What the task requires> In the records below, locate the line containing "Duration::from_millis(self.slow_wait_warn_ms)"; output that line and every following line through the last, exactly.
*** Material for this exercise Section Begins ***
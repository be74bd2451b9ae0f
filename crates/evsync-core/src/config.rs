// SPDX-License-Identifier: Apache-2.0
// © James Ross Ω FLYING•ROBOTS <https://github.com/flyingrobots>
//! Tunables for diagnostics. None of them change admission semantics.

use std::time::Duration;

use serde::{Deserialize, Serialize};

/// Synchronizer configuration, persisted as JSON by `evsync-config`.
#[derive(Debug, Clone, PartialEq, Eq, Serialize, Deserialize)]
#[serde(default)]
pub struct SyncConfig {
    /// A resumed waiter that parked longer than this is logged at `warn`.
    pub slow_wait_warn_ms: u64,
    /// A waiter reparked this many times is logged at `warn`.
    pub repark_warn_threshold: u32,
}

impl Default for SyncConfig {
    fn default() -> Self {
        Self {
            slow_wait_warn_ms: 250,
            repark_warn_threshold: 8,
        }
    }
}

impl SyncConfig {
    /// [`Self::slow_wait_warn_ms`] as a `Duration`.
    #[must_use]
    pub fn slow_wait_warn(&self) -> Duration {
        Duration::from_millis(self.slow_wait_warn_ms)
    }
}

#[cfg(test)]
mod tests {
    use super::*;

    #[test]
    fn missing_fields_fall_back_to_defaults() {
        let cfg: SyncConfig = serde_json::from_str(r#"{"slow_wait_warn_ms": 40}"#)
            .unwrap_or_else(|e| panic!("parse: {e}"));
        assert_eq!(cfg.slow_wait_warn(), Duration::from_millis(40));
        assert_eq!(cfg.repark_warn_threshold, 8);
    }
}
*** Material for this exercise Section Ends ***
Response to this task>
        Duration::from_millis(self.slow_wait_warn_ms)
    }
}

#[cfg(test)]
mod tests {
    use super::*;

    #[test]
    fn missing_fields_fall_back_to_defaults() {
        let cfg: SyncConfig = serde_json::from_str(r#"{"slow_wait_warn_ms": 40}"#)
            .unwrap_or_else(|e| panic!("parse: {e}"));
        assert_eq!(cfg.slow_wait_warn(), Duration::from_millis(40));
        assert_eq!(cfg.repark_warn_threshold, 8);
    }
}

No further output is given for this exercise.